ClickOnce is completely new in Visual Studio 2005 and is yet one more demonstration of how seriously Microsoft is moving into a network based software strategy. It's called "publishing" rather than "deployment" partly to reflect the fact that ClickOnce assumes that you want your project to be available from a network server.

In Visual Basic 2003, you had the capability to deploy a Windows Forms app using HTTP. This was called "hrefing an EXE" and you did it by using an "HREF" tag to point to a .NET EXE file. Something like this:

<a href="AboutVBProj.exe">Run this cool VB app using HTTP!</a>

If your customer was using Internet Explorer and the .NET Framework, the .NET runtime could download and run the executable and any DLLs it might require.

Microsoft stepped up the ladder a lot with ClickOnce in Visual Studio 2005, however.

ClickOnce is both one of the easiest ways to put your work in front of your customers and one of the most powerful.

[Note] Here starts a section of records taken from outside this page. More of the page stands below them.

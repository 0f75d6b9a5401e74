//! Pipeline orchestration
//!
//! This module provides the public API for Synheart Insight. It runs the
//! correlation engine, pattern detector and risk aggregator over the same
//! inputs and assembles their outputs into the shapes dashboards consume.

use crate::catalog::BiomarkerCatalog;
use crate::correlation::{
    correlation_results, find_significant_correlations, generate_correlation_matrix,
};
use crate::error::ComputeError;
use crate::patterns::PatternDetector;
use crate::risk::{assess_relapse_risk, overview_insight, RiskAssessment};
use crate::series::count_non_finite;
use crate::types::{
    AnalysisEnvelope, AnalysisInput, BiomarkerReading, CorrelationMatrix, CorrelationResult,
    DateRange, Insight, InsightReport, MoodAssessment, Producer,
};
use crate::{INSIGHT_VERSION, PRODUCER_NAME};
use chrono::Utc;

/// Generate the insight report for one subject using the given catalog.
///
/// Pipeline stages:
/// 1. Risk aggregation over biomarkers and mood
/// 2. Single-biomarker, cross-biomarker and mood-trend rules
/// 3. Overview insight derived from the risk score
/// 4. Severity sort (critical, warning, neutral, positive)
pub fn generate_insights(
    readings: &[BiomarkerReading],
    moods: &[MoodAssessment],
    catalog: &BiomarkerCatalog,
) -> InsightReport {
    build_report(readings, moods, catalog, &PatternDetector::new())
}

fn build_report(
    readings: &[BiomarkerReading],
    moods: &[MoodAssessment],
    catalog: &BiomarkerCatalog,
    detector: &PatternDetector,
) -> InsightReport {
    // Stage 1: Risk aggregation
    let risk = assess_relapse_risk(readings, moods, catalog);

    // Stage 2: Pattern rules
    let mut insights = detector.detect(readings, moods, catalog);

    // Stage 3: Overview insight
    if let Some(overview) = overview_insight(risk.score, &insights, catalog) {
        insights.push(overview);
    }

    // Stage 4: Severity sort
    sort_insights(&mut insights);

    tracing::debug!(
        insights = insights.len(),
        relapse_risk = risk.score,
        "Generated insight report"
    );

    InsightReport {
        insights,
        relapse_risk: risk.score,
    }
}

/// Sort insights by severity. The risk overview leads its severity group.
pub fn sort_insights(insights: &mut [Insight]) {
    insights.sort_by_key(|i| (i.insight_type.priority(), i.relapse_risk.is_none()));
}

/// Run the full analysis on a JSON [`AnalysisInput`] with the default catalog
/// and return the JSON insight report.
///
/// # Example
/// ```ignore
/// let report_json = analyze_json(input_json)?;
/// ```
pub fn analyze_json(input_json: String) -> Result<String, ComputeError> {
    InsightEngine::new().analyze_json(&input_json)
}

/// Build the correlation matrix for a JSON [`AnalysisInput`] with the default
/// catalog and return it as JSON.
pub fn correlate_json(input_json: String) -> Result<String, ComputeError> {
    InsightEngine::new().correlate_json(&input_json)
}

/// Score relapse risk for a JSON [`AnalysisInput`] with the default catalog
/// and return the JSON risk assessment.
pub fn relapse_risk_json(input_json: String) -> Result<String, ComputeError> {
    InsightEngine::new().relapse_risk_json(&input_json)
}

/// Parse an analysis request
pub fn parse_input(input_json: &str) -> Result<AnalysisInput, ComputeError> {
    let input: AnalysisInput = serde_json::from_str(input_json)
        .map_err(|e| ComputeError::ParseError(e.to_string()))?;

    let dropped = count_non_finite(&input.biomarkers, &input.moods);
    if dropped > 0 {
        tracing::warn!(dropped, "Ignoring non-finite values in analysis input");
    }
    Ok(input)
}

/// Wrap a result with producer metadata and computation time
pub fn envelope<T>(result: T) -> AnalysisEnvelope<T> {
    AnalysisEnvelope {
        producer: Producer {
            name: PRODUCER_NAME.to_string(),
            version: INSIGHT_VERSION.to_string(),
            instance_id: uuid::Uuid::new_v4().to_string(),
        },
        computed_at_utc: Utc::now(),
        result,
    }
}

/// Analytics engine bound to a biomarker catalog.
///
/// Holds configuration only; every call is a pure function of its arguments
/// and the catalog, so one engine can serve any number of subjects.
pub struct InsightEngine {
    catalog: BiomarkerCatalog,
    detector: PatternDetector,
}

impl Default for InsightEngine {
    fn default() -> Self {
        Self::new()
    }
}

impl InsightEngine {
    /// Create an engine with the built-in biomarker catalog
    pub fn new() -> Self {
        Self::with_catalog(BiomarkerCatalog::default())
    }

    /// Create an engine with a specific catalog
    pub fn with_catalog(catalog: BiomarkerCatalog) -> Self {
        Self::with_detector(catalog, PatternDetector::new())
    }

    /// Create an engine with a specific catalog and rule set
    pub fn with_detector(catalog: BiomarkerCatalog, detector: PatternDetector) -> Self {
        Self { catalog, detector }
    }

    pub fn catalog(&self) -> &BiomarkerCatalog {
        &self.catalog
    }

    /// Replace the catalog from JSON
    pub fn load_catalog(&mut self, json: &str) -> Result<(), ComputeError> {
        self.catalog = BiomarkerCatalog::from_json(json)?;
        Ok(())
    }

    /// Save the catalog to JSON
    pub fn save_catalog(&self) -> Result<String, ComputeError> {
        self.catalog
            .to_json()
            .map_err(|e| ComputeError::EncodingError(e.to_string()))
    }

    /// Insights plus relapse risk, sorted by severity
    pub fn generate_insights(
        &self,
        readings: &[BiomarkerReading],
        moods: &[MoodAssessment],
    ) -> InsightReport {
        build_report(readings, moods, &self.catalog, &self.detector)
    }

    /// Relapse risk score (0-100)
    pub fn calculate_relapse_risk(
        &self,
        readings: &[BiomarkerReading],
        moods: &[MoodAssessment],
    ) -> u8 {
        self.assess_relapse_risk(readings, moods).score
    }

    /// Relapse risk with contributing factors
    pub fn assess_relapse_risk(
        &self,
        readings: &[BiomarkerReading],
        moods: &[MoodAssessment],
    ) -> RiskAssessment {
        assess_relapse_risk(readings, moods, &self.catalog)
    }

    /// Correlation matrix over all biomarker and mood series.
    ///
    /// When `date_range` is `None` the range covering the inputs is reported.
    pub fn correlation_matrix(
        &self,
        readings: &[BiomarkerReading],
        moods: &[MoodAssessment],
        date_range: Option<DateRange>,
    ) -> CorrelationMatrix {
        let date_range = date_range.or_else(|| DateRange::covering(readings, moods));
        generate_correlation_matrix(readings, moods, date_range, &self.catalog)
    }

    /// Biomarker × mood correlation results
    pub fn correlations(
        &self,
        readings: &[BiomarkerReading],
        moods: &[MoodAssessment],
    ) -> Vec<CorrelationResult> {
        correlation_results(readings, moods, &self.catalog)
    }

    /// Significant biomarker × mood correlations, strongest first
    pub fn significant_correlations(
        &self,
        readings: &[BiomarkerReading],
        moods: &[MoodAssessment],
        significance_level: f64,
    ) -> Vec<CorrelationResult> {
        let results = self.correlations(readings, moods);
        find_significant_correlations(&results, significance_level)
    }

    /// JSON in, JSON insight report out
    pub fn analyze_json(&self, input_json: &str) -> Result<String, ComputeError> {
        let input = parse_input(input_json)?;
        let report = self.generate_insights(&input.biomarkers, &input.moods);
        Ok(serde_json::to_string(&report)?)
    }

    /// JSON in, JSON correlation matrix out
    pub fn correlate_json(&self, input_json: &str) -> Result<String, ComputeError> {
        let input = parse_input(input_json)?;
        let matrix = self.correlation_matrix(&input.biomarkers, &input.moods, input.date_range);
        Ok(serde_json::to_string(&matrix)?)
    }

    /// JSON in, JSON risk assessment out
    pub fn relapse_risk_json(&self, input_json: &str) -> Result<String, ComputeError> {
        let input = parse_input(input_json)?;
        let assessment = self.assess_relapse_risk(&input.biomarkers, &input.moods);
        Ok(serde_json::to_string(&assessment)?)
    }
}
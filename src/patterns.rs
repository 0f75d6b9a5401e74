//! Pattern detection
//!
//! A fixed catalog of heuristic rules over recent biomarker and mood series.
//! Each rule is an independent object that either produces an insight or
//! stays silent; several rules may fire for the same series.
//!
//! Rule order only affects the order insights are collected in. The final
//! ordering is decided by the severity sort in the pipeline.

use crate::catalog::{BiomarkerCatalog, BiomarkerDefinition, CrossBiomarkerRule};
use crate::series::{kinds_present, mean, recent_biomarker_values, recent_mood_values};
use crate::types::{BiomarkerReading, Insight, InsightType, MoodAssessment, MoodMetric};

/// Readings per biomarker considered by the single-biomarker rules
pub const BIOMARKER_WINDOW: usize = 10;
/// Readings required before the single-biomarker rules are evaluated
pub const MIN_BIOMARKER_READINGS: usize = 3;
/// Readings per biomarker searched by the cross-biomarker rules
pub const CROSS_RULE_WINDOW: usize = 7;
/// Mood points considered by the mood-trend rules
pub const MOOD_WINDOW: usize = 14;
/// Mood points required before any mood rule is evaluated
pub const MIN_MOOD_POINTS: usize = 5;

/// Excess over the range maximum (%) that escalates to critical
const CRITICAL_EXCESS_PCT: f64 = 50.0;
const ELEVATED_BASE_CONFIDENCE: f64 = 70.0;
const ELEVATED_MAX_CONFIDENCE: f64 = 95.0;

const RAPID_CHANGE_THRESHOLD: f64 = 0.20;
const RAPID_CHANGE_CONFIDENCE: u8 = 75;

const STABILITY_READINGS: usize = 5;
/// Spread allowed for a stable series, as a fraction of range width
const STABILITY_SPREAD_FRACTION: f64 = 0.30;
const STABILITY_CONFIDENCE: u8 = 85;

/// Points averaged at each end of the mood window
const MOOD_TREND_POINTS: usize = 3;
/// Change in average mood (points on a 1-10 scale) that counts as a trend
const MOOD_TREND_DELTA: f64 = 1.0;
const LOW_MOOD_THRESHOLD: f64 = 3.0;
const LOW_MOOD_MIN_POINTS: usize = 7;
const LOW_MOOD_MIN_LOW_COUNT: usize = 5;
const IMPROVING_MIN_AVERAGE: f64 = 6.0;

/// The recent history of one biomarker kind
#[derive(Debug, Clone, Copy)]
pub struct BiomarkerContext<'a> {
    pub definition: &'a BiomarkerDefinition,
    /// Most recent values, newest first
    pub recent: &'a [f64],
}

impl BiomarkerContext<'_> {
    fn newest(&self) -> Option<f64> {
        self.recent.first().copied()
    }
}

/// A rule over a single biomarker's recent readings
pub trait BiomarkerRule: Send + Sync {
    fn name(&self) -> &'static str;
    fn evaluate(&self, ctx: &BiomarkerContext<'_>) -> Option<Insight>;
}

/// Latest reading above the range maximum
pub struct ElevatedLevelRule;

impl BiomarkerRule for ElevatedLevelRule {
    fn name(&self) -> &'static str {
        "elevated_level"
    }

    fn evaluate(&self, ctx: &BiomarkerContext<'_>) -> Option<Insight> {
        let def = ctx.definition;
        let range = def.normal_range;
        let latest = ctx.newest()?;
        if latest <= range.max {
            return None;
        }

        let reference = if range.max.abs() > f64::EPSILON {
            range.max.abs()
        } else if range.width() > f64::EPSILON {
            range.width()
        } else {
            return None;
        };
        let excess_pct = (latest - range.max) / reference * 100.0;
        let confidence = (ELEVATED_BASE_CONFIDENCE + excess_pct / 2.0)
            .min(ELEVATED_MAX_CONFIDENCE)
            .round() as u8;

        let (insight_type, title) = if excess_pct > CRITICAL_EXCESS_PCT {
            (InsightType::Critical, format!("Critically Elevated {}", def.name))
        } else {
            (InsightType::Warning, format!("Elevated {}", def.name))
        };

        let mut recommendations = vec![
            format!("Discuss your {} results with your healthcare provider", def.name),
            "Schedule a follow-up test to confirm the reading".to_string(),
        ];
        if insight_type == InsightType::Critical {
            recommendations.insert(0, "Seek medical advice promptly".to_string());
        } else {
            recommendations.push("Review recent changes in sleep, diet and stress".to_string());
        }

        Some(
            Insight::new(
                insight_type,
                title,
                format!(
                    "Your latest {} reading of {:.1} {} is {:.0}% above the normal maximum of {} {}.",
                    def.name, latest, def.unit, excess_pct, range.max, def.unit
                ),
                confidence,
            )
            .involving([def.id.clone()])
            .recommending(recommendations),
        )
    }
}
//! Pitch geometry primitives for the formation board.
//!
//! Two coordinate spaces are in play and must never be mixed:
//!
//! **Percent Coordinates** (used in formation templates):
//! - X: 0 = left touchline, 100 = right touchline
//! - Y: 0 = top of the pitch graphic, 100 = bottom (own goal)
//! - Slot templates store the CENTER of the marker in this space.
//!
//! **Pixel Coordinates** (used for hit-testing, reported by the host view):
//! - Origin at the top-left of the rendered pitch, in view pixels.
//! - `Rect` is top-left anchored with a width and height.
//!
//! Percent coordinates are layout-independent. Pixel rects are only valid
//! for the most recent layout pass and are cached per slot id.

use schemars::JsonSchema;
use serde::{Deserialize, Serialize};

/// A point in pixel coordinates.
#[derive(Debug, Clone, Copy, PartialEq, Default, Serialize, Deserialize, JsonSchema)]
pub struct Point {
    pub x: f32,
    pub y: f32,
}

impl Point {
    pub const fn new(x: f32, y: f32) -> Self {
        Point { x, y }
    }

    /// Squared distance to another point (for comparisons without sqrt overhead).
    #[inline]
    pub fn distance_squared(self, other: Point) -> f32 {
        let dx = other.x - self.x;
        let dy = other.y - self.y;
        dx * dx + dy * dy
    }

    /// Euclidean distance to another point.
    #[inline]
    pub fn distance(self, other: Point) -> f32 {
        self.distance_squared(other).sqrt()
    }
}

/// An axis-aligned rectangle in pixel coordinates, top-left anchored.
#[derive(Debug, Clone, Copy, PartialEq, Default, Serialize, Deserialize, JsonSchema)]
pub struct Rect {
    pub x: f32,
    pub y: f32,
    pub width: f32,
    pub height: f32,
}

impl Rect {
    pub const fn new(x: f32, y: f32, width: f32, height: f32) -> Self {
        Rect { x, y, width, height }
    }

    /// Containment check. Both edges are inclusive, so a point exactly on
    /// the right or bottom edge still counts as inside.
    #[inline]
    pub fn contains(self, p: Point) -> bool {
        p.x >= self.x && p.x <= self.x + self.width && p.y >= self.y && p.y <= self.y + self.height
    }

    /// Center of the rectangle.
    #[inline]
    pub fn center(self) -> Point {
        Point::new(self.x + self.width / 2.0, self.y + self.height / 2.0)
    }

    /// Grow the rectangle by `pad` pixels on every side. Negative padding
    /// shrinks it; width and height are floored at zero.
    #[inline]
    pub fn inflate(self, pad: f32) -> Rect {
        Rect {
            x: self.x - pad,
            y: self.y - pad,
            width: (self.width + pad * 2.0).max(0.0),
            height: (self.height + pad * 2.0).max(0.0),
        }
    }
}

#[cfg(test)]
mod tests {
    use super::*;

    #[test]
    fn test_contains_edges_inclusive() {
        let rect = Rect::new(10.0, 20.0, 40.0, 50.0);
        assert!(rect.contains(Point::new(10.0, 20.0)), "top-left corner should be inside");
        assert!(rect.contains(Point::new(50.0, 70.0)), "bottom-right corner should be inside");
        assert!(rect.contains(Point::new(30.0, 45.0)), "interior point should be inside");
        assert!(!rect.contains(Point::new(9.9, 45.0)), "left of rect should be outside");
        assert!(!rect.contains(Point::new(50.1, 45.0)), "right of rect should be outside");
        assert!(!rect.contains(Point::new(30.0, 70.1)), "below rect should be outside");
    }

    #[test]
    fn test_center() {
        let rect = Rect::new(10.0, 20.0, 40.0, 60.0);
        let c = rect.center();
        assert!((c.x - 30.0).abs() < f32::EPSILON, "center x should be 30, got {}", c.x);
        assert!((c.y - 50.0).abs() < f32::EPSILON, "center y should be 50, got {}", c.y);
    }

    #[test]
    fn test_inflate_grows_every_side() {
        let rect = Rect::new(10.0, 10.0, 20.0, 20.0);
        let padded = rect.inflate(5.0);
        assert!(padded.contains(Point::new(5.0, 5.0)));
        assert!(padded.contains(Point::new(35.0, 35.0)));
        assert!(!rect.contains(Point::new(5.0, 5.0)));
    }

    #[test]
    fn test_inflate_negative_floors_at_zero() {
        let rect = Rect::new(0.0, 0.0, 4.0, 4.0);
        let shrunk = rect.inflate(-10.0);
        assert_eq!(shrunk.width, 0.0);
        assert_eq!(shrunk.height, 0.0);
    }

    #[test]
    fn test_distance() {
        let a = Point::new(0.0, 0.0);
        let b = Point::new(3.0, 4.0);
        assert!((a.distance(b) - 5.0).abs() < 1e-6, "3-4-5 triangle, got {}", a.distance(b));
        assert!((a.distance_squared(b) - 25.0).abs() < 1e-6);
    }

    #[cfg(all(test, feature = "proptest"))]
    mod proptests {
        use super::*;
        use proptest::prelude::*;

        proptest! {
            /// Property: a rect always contains its own center.
            #[test]
            fn prop_rect_contains_center(
                x in -500.0f32..500.0f32,
                y in -500.0f32..500.0f32,
                w in 0.0f32..400.0f32,
                h in 0.0f32..400.0f32
            ) {
                let rect = Rect::new(x, y, w, h);
                prop_assert!(rect.contains(rect.center()));
            }

            /// Property: inflating by a non-negative pad never loses containment.
            #[test]
            fn prop_inflate_preserves_containment(
                px in -100.0f32..200.0f32,
                py in -100.0f32..200.0f32,
                pad in 0.0f32..50.0f32
            ) {
                let rect = Rect::new(0.0, 0.0, 100.0, 100.0);
                let p = Point::new(px, py);
                if rect.contains(p) {
                    prop_assert!(rect.inflate(pad).contains(p));
                }
            }

            /// Property: distance is symmetric.
            #[test]
            fn prop_distance_symmetric(
                ax in -1000.0f32..1000.0f32,
                ay in -1000.0f32..1000.0f32,
                bx in -1000.0f32..1000.0f32,
                by in -1000.0f32..1000.0f32
            ) {
                let a = Point::new(ax, ay);
                let b = Point::new(bx, by);
                prop_assert!((a.distance(b) - b.distance(a)).abs() < 1e-3);
            }
        }
    }
}
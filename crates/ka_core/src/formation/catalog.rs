//! Built-in formation templates for five-a-side up to full eleven.
//!
//! Percent coordinates place slot centers on a portrait pitch: y=90 sits in
//! front of your own goal, y=20 near the opponent box.

use super::{Formation, SlotSpec, MAX_SQUAD_SIZE, MIN_SQUAD_SIZE};
use fxhash::FxHashMap;
use once_cell::sync::Lazy;

static CATALOG: Lazy<FxHashMap<u8, Formation>> = Lazy::new(|| {
    let mut catalog = FxHashMap::default();
    catalog.insert(5, create_five_a_side());
    catalog.insert(6, create_six_a_side());
    catalog.insert(7, create_seven_a_side());
    catalog.insert(8, create_eight_a_side());
    catalog.insert(9, create_nine_a_side());
    catalog.insert(10, create_ten_a_side());
    catalog.insert(11, create_eleven_a_side());
    catalog
});

/// Default template for a squad size, `None` outside 5..=11.
pub fn for_squad_size(size: u8) -> Option<Formation> {
    CATALOG.get(&size).cloned()
}

/// Every built-in size template, smallest side first.
pub fn all_formations() -> Vec<Formation> {
    (MIN_SQUAD_SIZE..=MAX_SQUAD_SIZE).filter_map(for_squad_size).collect()
}

/// The classic 4-4-2 used for fresh eleven-a-side boards.
pub fn classic_442() -> Formation {
    Formation::new(
        "4-4-2",
        vec![
            SlotSpec::new("GK", "GK", 50.0, 90.0),
            SlotSpec::new("LB", "LB", 20.0, 70.0),
            SlotSpec::new("CB1", "CB", 40.0, 70.0),
            SlotSpec::new("CB2", "CB", 60.0, 70.0),
            SlotSpec::new("RB", "RB", 80.0, 70.0),
            SlotSpec::new("LM", "LM", 20.0, 45.0),
            SlotSpec::new("CM1", "CM", 40.0, 45.0),
            SlotSpec::new("CM2", "CM", 60.0, 45.0),
            SlotSpec::new("RM", "RM", 80.0, 45.0),
            SlotSpec::new("ST1", "ST", 40.0, 20.0),
            SlotSpec::new("ST2", "ST", 60.0, 20.0),
        ],
    )
}

fn create_five_a_side() -> Formation {
    Formation::new(
        "5-a-side",
        vec![
            SlotSpec::new("GK", "GK", 50.0, 90.0),
            SlotSpec::new("CB", "CB", 50.0, 70.0),
            SlotSpec::new("LM", "LM", 30.0, 50.0),
            SlotSpec::new("RM", "RM", 70.0, 50.0),
            SlotSpec::new("CF", "CF", 50.0, 25.0),
        ],
    )
}

fn create_six_a_side() -> Formation {
    Formation::new(
        "6-a-side",
        vec![
            SlotSpec::new("GK", "GK", 50.0, 90.0),
            SlotSpec::new("CB1", "CB", 40.0, 70.0),
            SlotSpec::new("CB2", "CB", 60.0, 70.0),
            SlotSpec::new("LM", "LM", 30.0, 50.0),
            SlotSpec::new("RM", "RM", 70.0, 50.0),
            SlotSpec::new("CF", "CF", 50.0, 25.0),
        ],
    )
}

fn create_seven_a_side() -> Formation {
    Formation::new(
        "7-a-side",
        vec![
            SlotSpec::new("GK", "GK", 50.0, 90.0),
            SlotSpec::new("CB1", "CB", 40.0, 70.0),
            SlotSpec::new("CB2", "CB", 60.0, 70.0),
            SlotSpec::new("LM", "LM", 20.0, 55.0),
            SlotSpec::new("CM", "CM", 50.0, 50.0),
            SlotSpec::new("RM", "RM", 80.0, 55.0),
            SlotSpec::new("CF", "CF", 50.0, 25.0),
        ],
    )
}

fn create_eight_a_side() -> Formation {
    Formation::new(
        "8-a-side",
        vec![
            SlotSpec::new("GK", "GK", 50.0, 90.0),
            SlotSpec::new("LB", "LB", 20.0, 70.0),
            SlotSpec::new("CB", "CB", 50.0, 70.0),
            SlotSpec::new("RB", "RB", 80.0, 70.0),
            SlotSpec::new("LM", "LM", 30.0, 50.0),
            SlotSpec::new("CM", "CM", 50.0, 50.0),
            SlotSpec::new("RM", "RM", 70.0, 50.0),
            SlotSpec::new("CF", "CF", 50.0, 25.0),
        ],
    )
}

fn create_nine_a_side() -> Formation {
    Formation::new(
        "9-a-side",
        vec![
            SlotSpec::new("GK", "GK", 50.0, 90.0),
            SlotSpec::new("LB", "LB", 20.0, 70.0),
            SlotSpec::new("CB", "CB", 50.0, 70.0),
            SlotSpec::new("RB", "RB", 80.0, 70.0),
            SlotSpec::new("CM", "CM", 40.0, 55.0),
            SlotSpec::new("DM", "DM", 60.0, 60.0),
            SlotSpec::new("LW", "LW", 25.0, 25.0),
            SlotSpec::new("CF", "CF", 50.0, 20.0),
            SlotSpec::new("RW", "RW", 75.0, 25.0),
        ],
    )
}

fn create_ten_a_side() -> Formation {
    Formation::new(
        "10-a-side",
        vec![
            SlotSpec::new("GK", "GK", 50.0, 90.0),
            SlotSpec::new("LB", "LB", 15.0, 70.0),
            SlotSpec::new("CB1", "CB", 35.0, 70.0),
            SlotSpec::new("CB2", "CB", 65.0, 70.0),
            SlotSpec::new("RB", "RB", 85.0, 70.0),
            SlotSpec::new("LM", "LM", 30.0, 50.0),
            SlotSpec::new("CM", "CM", 50.0, 50.0),
            SlotSpec::new("RM", "RM", 70.0, 50.0),
            SlotSpec::new("CF1", "CF", 40.0, 25.0),
            SlotSpec::new("CF2", "CF", 60.0, 25.0),
        ],
    )
}

fn create_eleven_a_side() -> Formation {
    Formation::new(
        "11-a-side",
        vec![
            SlotSpec::new("GK", "GK", 50.0, 90.0),
            SlotSpec::new("LB", "LB", 20.0, 70.0),
            SlotSpec::new("CB1", "CB", 40.0, 70.0),
            SlotSpec::new("CB2", "CB", 60.0, 70.0),
            SlotSpec::new("RB", "RB", 80.0, 70.0),
            SlotSpec::new("DM", "DM", 50.0, 60.0),
            SlotSpec::new("LM", "LM", 30.0, 45.0),
            SlotSpec::new("RM", "RM", 70.0, 45.0),
            SlotSpec::new("AM", "AM", 50.0, 35.0),
            SlotSpec::new("CF1", "CF", 40.0, 20.0),
            SlotSpec::new("CF2", "CF", 60.0, 20.0),
        ],
    )
}
//! Per-slot pixel rect cache.
//!
//! The host view measures each slot marker after a layout pass and reports
//! the resulting pixel rect. Those rects live here, keyed by slot id, until
//! the next layout pass replaces them. The cache never decides hit-testing
//! policy itself; the board queries it in formation slot order.

use crate::pitch::geometry::Rect;

/// Measured pixel rects for slot markers, keyed by slot id.
///
/// Entries are stored in a small vec since boards never exceed eleven
/// slots. `set` replaces an existing entry in place.
#[derive(Debug, Clone, Default)]
pub struct SlotLayout {
    entries: Vec<(String, Rect)>,
}

impl SlotLayout {
    pub fn new() -> Self {
        SlotLayout { entries: Vec::new() }
    }

    /// Record the measured rect for a slot, replacing any earlier measurement.
    pub fn set(&mut self, slot_id: &str, rect: Rect) {
        match self.entries.iter_mut().find(|(id, _)| id == slot_id) {
            Some(entry) => entry.1 = rect,
            None => self.entries.push((slot_id.to_string(), rect)),
        }
    }

    /// Latest measured rect for a slot, if the host has reported one.
    pub fn rect(&self, slot_id: &str) -> Option<Rect> {
        self.entries.iter().find(|(id, _)| id == slot_id).map(|(_, rect)| *rect)
    }

    /// Drop entries whose slot id fails the predicate. Used when the slot
    /// set changes so stale rects cannot resolve against new slots.
    pub fn retain<F: FnMut(&str) -> bool>(&mut self, mut keep: F) {
        self.entries.retain(|(id, _)| keep(id));
    }

    pub fn clear(&mut self) {
        self.entries.clear();
    }

    pub fn len(&self) -> usize {
        self.entries.len()
    }

    pub fn is_empty(&self) -> bool {
        self.entries.is_empty()
    }
}
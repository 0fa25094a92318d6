use thiserror::Error;

#[derive(Error, Debug)]
pub enum ProfileStoreError {
    #[error("IO error: {0}")]
    Io(#[from] std::io::Error),

    #[error("Serialization error: {0}")]
    Serialization(#[from] rmp_serde::encode::Error),

    #[error("Deserialization error: {0}")]
    Deserialization(#[from] rmp_serde::decode::Error),

    #[error("Decompression error")]
    Decompression,

    #[error("Corrupted data")]
    Corrupted,

    #[error("Version mismatch: found {found}, expected {expected}")]
    VersionMismatch { found: u32, expected: u32 },

    #[error("Checksum mismatch")]
    ChecksumMismatch,

    #[error("File not found: {path}")]
    FileNotFound { path: String },

    #[error("Profile data too large: {size} bytes")]
    DataTooLarge { size: usize },
}

impl ProfileStoreError {
    /// Whether the caller can fall back to an empty profile and carry on.
    /// Corruption and bad checksums mean the file on disk cannot be
    /// trusted; a newer version means the app was downgraded.
    pub fn is_recoverable(&self) -> bool {
        match self {
            ProfileStoreError::Io(_) => true,
            ProfileStoreError::FileNotFound { .. } => true,
            ProfileStoreError::Corrupted => false,
            ProfileStoreError::ChecksumMismatch => false,
            ProfileStoreError::VersionMismatch { .. } => false,
            _ => false,
        }
    }
}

Not only does it deploy your project to a "web site, FTP server, or file path" but it also provides an automated way to download updates to the project whenever the solution changes (think: "Windows Update"), creates shortcuts on the customer's machine, and creates add/remove capability through Windows. The automatic ClickOnce updates are "transacted". That means they are either done fully or not at all.

It's designed to provide the slickest, quickest user experience possible. The concept of "click just once" is from your customer's point of view.

What ClickOnce is not is flexible. If you want flexible, go back to Setup projects. ClickOnce gets it's remarkable simplicity by handling all the messy details internally and you don't have many options to override them. You can decide if you want the project to be online only or both online and offline, you can change the name, and you can change where the project is deployed. That's pretty close to "it".

You won't see ClickOnce anywhere in the VS 2005 menu. To create a ClickOnce deployment, select Publish appname from the Build menu. VS 2005 takes you through a relatively short wizard and creates a bunch of files that do all the work. You don't have to know anything about these files, you can't change them anyway.

Unfortunately, a small but growing number of experts are starting to throw rocks at ClickOnce. One of the most serious complaints is that it is either so inflexible as to be virtually useless, or else it opens up unacceptable security holes in your system. You can get a flavor of that argument from guru Rick Strahl's article here: One Click Deployment - not quite....

But ... don't take anyone's word for it. It's easy to create a very simple Windows App and then create a ClickOnce deployment. You ought to do it right now.